RE: HW power fault defect cause system hang on kernel 5.4.y

From: Bao, Joseph
Date: Tue Nov 09 2021 - 03:00:22 EST


Hi Lukas/Stuart,
Want to follow up with you whether the system hang is expected when HW has a defect keeping PCI_EXP_SLTSTA_PFD always HIGH.


Regards
Joseph

-----Original Message-----
From: Bjorn Helgaas <helgaas@xxxxxxxxxx>
Sent: Wednesday, November 3, 2021 6:34 AM
To: Bao, Joseph <joseph.bao@xxxxxxxxx>
Cc: Bjorn Helgaas <bhelgaas@xxxxxxxxxx>; linux-pci@xxxxxxxxxxxxxxx; linux-kernel@xxxxxxxxxxxxxxx; Stuart Hayes <stuart.w.hayes@xxxxxxxxx>; Lukas Wunner <lukas@xxxxxxxxx>
Subject: Re: HW power fault defect cause system hang on kernel 5.4.y

[+cc Stuart, author of 8edf5332c393 ("PCI: pciehp: Fix MSI interrupt race"), Lukas, pciehp expert]

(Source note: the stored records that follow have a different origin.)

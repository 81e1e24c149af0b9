//! Snapshot lifecycle
//!
//! Validates the inputs, builds the composite tree, and records a new
//! timestamped ref unless the tree is identical to the backup's latest
//! snapshot.

use chrono::NaiveDateTime;
use std::fmt;
use std::path::PathBuf;

use crate::compose::compose_tree;
use crate::config::Config;
use crate::emptydir::MarkerBlob;
use crate::error::{GibError, Result};
use crate::object::ObjectId;
use crate::refs::{snapshot_ref, snapshots_prefix, strip_namespace, timestamp_name, validate_name};
use crate::source::{Source, SourceFilter, resolve_sources};
use crate::stager::stage_source;
use crate::storage::ObjectStore;

/// What a snapshot invocation did
#[derive(Debug, Clone, PartialEq, Eq)]
pub enum SnapshotOutcome {
    /// A new ref was written
    Created { refname: String, tree: ObjectId },
    /// Content matched the latest snapshot; nothing was recorded
    Unchanged { latest: String, tree: ObjectId },
}

impl SnapshotOutcome {
    pub fn tree(&self) -> ObjectId {
        match self {
            SnapshotOutcome::Created { tree, .. } | SnapshotOutcome::Unchanged { tree, .. } => *tree,
        }
    }
}

impl fmt::Display for SnapshotOutcome {
    fn fmt(&self, f: &mut fmt::Formatter<'_>) -> fmt::Result {
        match self {
            SnapshotOutcome::Created { refname, tree } => {
                write!(f, "Made snapshot {} = {}", refname, tree)
            }
            SnapshotOutcome::Unchanged { latest, .. } => write!(
                f,
                "Didn't make snapshot, no changes since last snapshot on {}",
                latest
            ),
        }
    }
}

/// Latest snapshot ref of `backup` (lexicographically greatest name)
pub fn latest_snapshot<S: ObjectStore + ?Sized>(
    store: &S,
    config: &Config,
    backup: &str,
) -> Result<Option<(String, ObjectId)>> {
    Ok(store
        .list_refs(&snapshots_prefix(config, backup))?
        .into_iter()
        .max_by(|a, b| a.0.cmp(&b.0)))
}

/// Import `sources` and compose them into one tree
pub fn build_snapshot_tree<S: ObjectStore + ?Sized>(
    store: &S,
    config: &Config,
    sources: &[Source],
    filter: &SourceFilter,
) -> Result<ObjectId> {
    let mut marker = MarkerBlob::new();
    let staged = sources
        .iter()
        .map(|source| stage_source(store, config, source, filter, &mut marker))
        .collect::<Result<Vec<_>>>()?;
    compose_tree(store, &staged)
}

/// Snapshot `paths` into `backup`, naming a new snapshot after `now`
pub fn snapshot<S: ObjectStore + ?Sized>(
    store: &S,
    config: &Config,
    backup: &str,
    paths: &[PathBuf],
    filter: &SourceFilter,
    now: NaiveDateTime,
) -> Result<SnapshotOutcome> {
    validate_name("backup", backup)?;
    let sources = resolve_sources(paths)?;
    if let Some(source) = sources.iter().find(|s| filter.covers(&s.path)) {
        return Err(GibError::Usage(format!(
            "Cannot back up '{}': it is part of the store",
            source.path.display()
        )));
    }

    let latest = latest_snapshot(store, config, backup)?;
    let tree = build_snapshot_tree(store, config, &sources, filter)?;

    if let Some((latest_ref, latest_tree)) = &latest {
        if *latest_tree == tree {
            tracing::info!("No changes since {}, skipping snapshot", latest_ref);
            return Ok(SnapshotOutcome::Unchanged {
                latest: latest_ref.clone(),
                tree,
            });
        }
    }

    let refname = snapshot_ref(config, backup, &timestamp_name(now));
    if store.resolve_ref(&refname)?.is_some() {
        return Err(GibError::SnapshotExists(
            strip_namespace(config, &refname).to_string(),
        ));
    }
    if let Some((latest_ref, _)) = &latest {
        if refname < *latest_ref {
            tracing::warn!(
                "New snapshot {} sorts before existing {}; the clock may have gone backwards",
                refname,
                latest_ref
            );
        }
    }

    store.put_ref(&refname, tree)?;
    tracing::info!("Created snapshot {} -> {}", refname, tree);
    Ok(SnapshotOutcome::Created { refname, tree })
}

#[cfg(test)]
mod tests {
    use super::*;
    use crate::memory_store::MemoryStore;
    use chrono::NaiveDate;
    use std::fs;
    use tempfile::TempDir;

    fn at(h: u32, m: u32, s: u32) -> NaiveDateTime {
        NaiveDate::from_ymd_opt(2012, 2, 9)
            .unwrap()
            .and_hms_opt(h, m, s)
            .unwrap()
    }

    fn run(store: &MemoryStore, backup: &str, paths: &[PathBuf], now: NaiveDateTime) -> Result<SnapshotOutcome> {
        snapshot(store, &Config::default(), backup, paths, &SourceFilter::new(), now)
    }

    fn source_dir(dir: &TempDir) -> PathBuf {
        let src = dir.path().join("documents");
        fs::create_dir_all(src.join("letters")).unwrap();
        fs::create_dir_all(src.join("drafts")).unwrap();
        fs::write(src.join("letters/dear.txt"), b"Dear reader").unwrap();
        src
    }

    #[test]
    fn test_first_snapshot_creates_ref() {
        let dir = TempDir::new().unwrap();
        let src = source_dir(&dir);
        let store = MemoryStore::new();

        let outcome = run(&store, "home", &[src], at(12, 0, 0)).unwrap();
        match &outcome {
            SnapshotOutcome::Created { refname, tree } => {
                assert_eq!(refname, "refs/gib/home/snapshots/20120209_120000");
                assert_eq!(store.resolve_ref(refname).unwrap(), Some(*tree));
            }
            other => panic!("unexpected {other:?}"),
        }
        assert_eq!(
            outcome.to_string(),
            format!("Made snapshot refs/gib/home/snapshots/20120209_120000 = {}", outcome.tree())
        );
    }

    #[test]
    fn test_unchanged_sources_are_a_noop() {
        let dir = TempDir::new().unwrap();
        let src = source_dir(&dir);
        let store = MemoryStore::new();

        let first = run(&store, "home", &[src.clone()], at(12, 0, 0)).unwrap();
        let second = run(&store, "home", &[src], at(13, 0, 0)).unwrap();

        assert_eq!(
            second,
            SnapshotOutcome::Unchanged {
                latest: "refs/gib/home/snapshots/20120209_120000".to_string(),
                tree: first.tree(),
            }
        );
        assert_eq!(store.list_refs("refs/gib/home/").unwrap().len(), 1);
        assert!(second.to_string().starts_with("Didn't make snapshot"));
    }

    #[test]
    fn test_changed_byte_creates_later_snapshot() {
        let dir = TempDir::new().unwrap();
        let src = source_dir(&dir);
        let store = MemoryStore::new();

        let first = run(&store, "home", &[src.clone()], at(12, 0, 0)).unwrap();
        fs::write(src.join("letters/dear.txt"), b"Dear Reader").unwrap();
        let second = run(&store, "home", &[src], at(12, 0, 1)).unwrap();

        assert_ne!(first.tree(), second.tree());
        let SnapshotOutcome::Created { refname, .. } = &second else {
            panic!("expected a new snapshot, got {second:?}");
        };
        let (latest, _) = latest_snapshot(&store, &Config::default(), "home").unwrap().unwrap();
        assert_eq!(&latest, refname);
        assert!(refname.as_str() > "refs/gib/home/snapshots/20120209_120000");
    }

    #[test]
    fn test_new_empty_directory_is_a_change() {
        let dir = TempDir::new().unwrap();
        let src = source_dir(&dir);
        let store = MemoryStore::new();

        let first = run(&store, "home", &[src.clone()], at(12, 0, 0)).unwrap();
        fs::create_dir(src.join("new-empty")).unwrap();
        let second = run(&store, "home", &[src], at(12, 5, 0)).unwrap();
        assert_ne!(first.tree(), second.tree());
    }

    #[test]
    fn test_backups_are_independent() {
        let dir = TempDir::new().unwrap();
        let src = source_dir(&dir);
        let store = MemoryStore::new();

        run(&store, "home", &[src.clone()], at(12, 0, 0)).unwrap();
        let other = run(&store, "work", &[src], at(12, 0, 0)).unwrap();
        assert!(matches!(other, SnapshotOutcome::Created { .. }));
    }

    #[test]
    fn test_duplicate_basename_writes_nothing() {
        let dir = TempDir::new().unwrap();
        let a = dir.path().join("a/data");
        let b = dir.path().join("b/data");
        fs::create_dir_all(&a).unwrap();
        fs::create_dir_all(&b).unwrap();
        fs::write(a.join("file"), b"a").unwrap();
        fs::write(b.join("file"), b"b").unwrap();

        let store = MemoryStore::new();
        let err = run(&store, "home", &[a, b], at(12, 0, 0)).unwrap_err();
        assert!(matches!(err, GibError::DuplicateBasename(_)));
        assert_eq!(store.object_count(), 0);
        assert!(store.list_refs("refs/").unwrap().is_empty());
    }

    #[test]
    fn test_missing_path_writes_nothing() {
        let dir = TempDir::new().unwrap();
        let src = source_dir(&dir);
        let store = MemoryStore::new();
        let err = run(&store, "home", &[src, dir.path().join("gone")], at(12, 0, 0)).unwrap_err();
        assert!(matches!(err, GibError::PathNotFound(_)));
        assert_eq!(store.object_count(), 0);
    }

    #[test]
    fn test_same_second_collision_is_an_error() {
        let dir = TempDir::new().unwrap();
        let src = source_dir(&dir);
        let store = MemoryStore::new();

        run(&store, "home", &[src.clone()], at(12, 0, 0)).unwrap();
        fs::write(src.join("letters/new.txt"), b"new").unwrap();
        let err = run(&store, "home", &[src], at(12, 0, 0)).unwrap_err();
        match err {
            GibError::SnapshotExists(name) => assert_eq!(name, "home/snapshots/20120209_120000"),
            other => panic!("unexpected {other:?}"),
        }
        assert_eq!(store.list_refs("refs/gib/home/").unwrap().len(), 1);
        assert_eq!(store.stage_len(), 0);
    }

    #[test]
    fn test_excluded_source_is_rejected() {
        let dir = TempDir::new().unwrap();
        let src = source_dir(&dir);
        let store_dir = dir.path().join(".gib");
        fs::create_dir_all(store_dir.join("refs")).unwrap();
        let filter = SourceFilter::new().exclude(&store_dir);
        let store = MemoryStore::new();

        for inside in [store_dir.clone(), store_dir.join("refs")] {
            let err = snapshot(
                &store,
                &Config::default(),
                "home",
                &[src.clone(), inside],
                &filter,
                at(12, 0, 0),
            )
            .unwrap_err();
            assert!(matches!(err, GibError::Usage(_)));
        }
        assert_eq!(store.object_count(), 0);
        assert!(store.list_refs("refs/").unwrap().is_empty());
    }

    #[test]
    fn test_invalid_backup_name() {
        let dir = TempDir::new().unwrap();
        let src = source_dir(&dir);
        let store = MemoryStore::new();
        assert!(matches!(
            run(&store, "a/b", &[src], at(12, 0, 0)),
            Err(GibError::Usage(_))
        ));
    }
}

On Tue, Nov 02, 2021 at 03:45:00AM +0000, Bao, Joseph wrote:
> Hi, dear kernel developer,
>
> Recently we encounter system hang (dead spinlock) when move to kernel
> linux-5.4.y.
>
> Finally, we use bisect to locate the suspicious commit
> https://git.kernel.org/pub/scm/linux/kernel/git/stable/linux.git/commit/?h=linux-5.4.y&id=4667358dab9cc07da044d5bc087065545b1000df.

4667358dab9c backported upstream commit 8edf5332c393 ("PCI: pciehp:
Fix MSI interrupt race") to v5.4.69 just over a year ago.

> Our system has some HW defect, which will wrongly set
> PCI_EXP_SLTSTA_PFD high, and this commit will lead to infinite loop
> jumping to read_status (no chance to clear status PCI_EXP_SLTSTA_PFD
> bit since ctrl is not updated), I know this is our HW defect, but this
> commit makes kernel trapped in this isr function and leads to kernel
> hang (then the user could not get useful information to show what's
> wrong), which I think is not expected behavior, so I would like to
> report to you for discussion.

I guess this happens because the first time we handle PFD,
pciehp_ist() sets "ctrl->power_fault_detected = 1", and when power_fault_detected is set, pciehp_isr() won't clear PFD from PCI_EXP_SLTSTA?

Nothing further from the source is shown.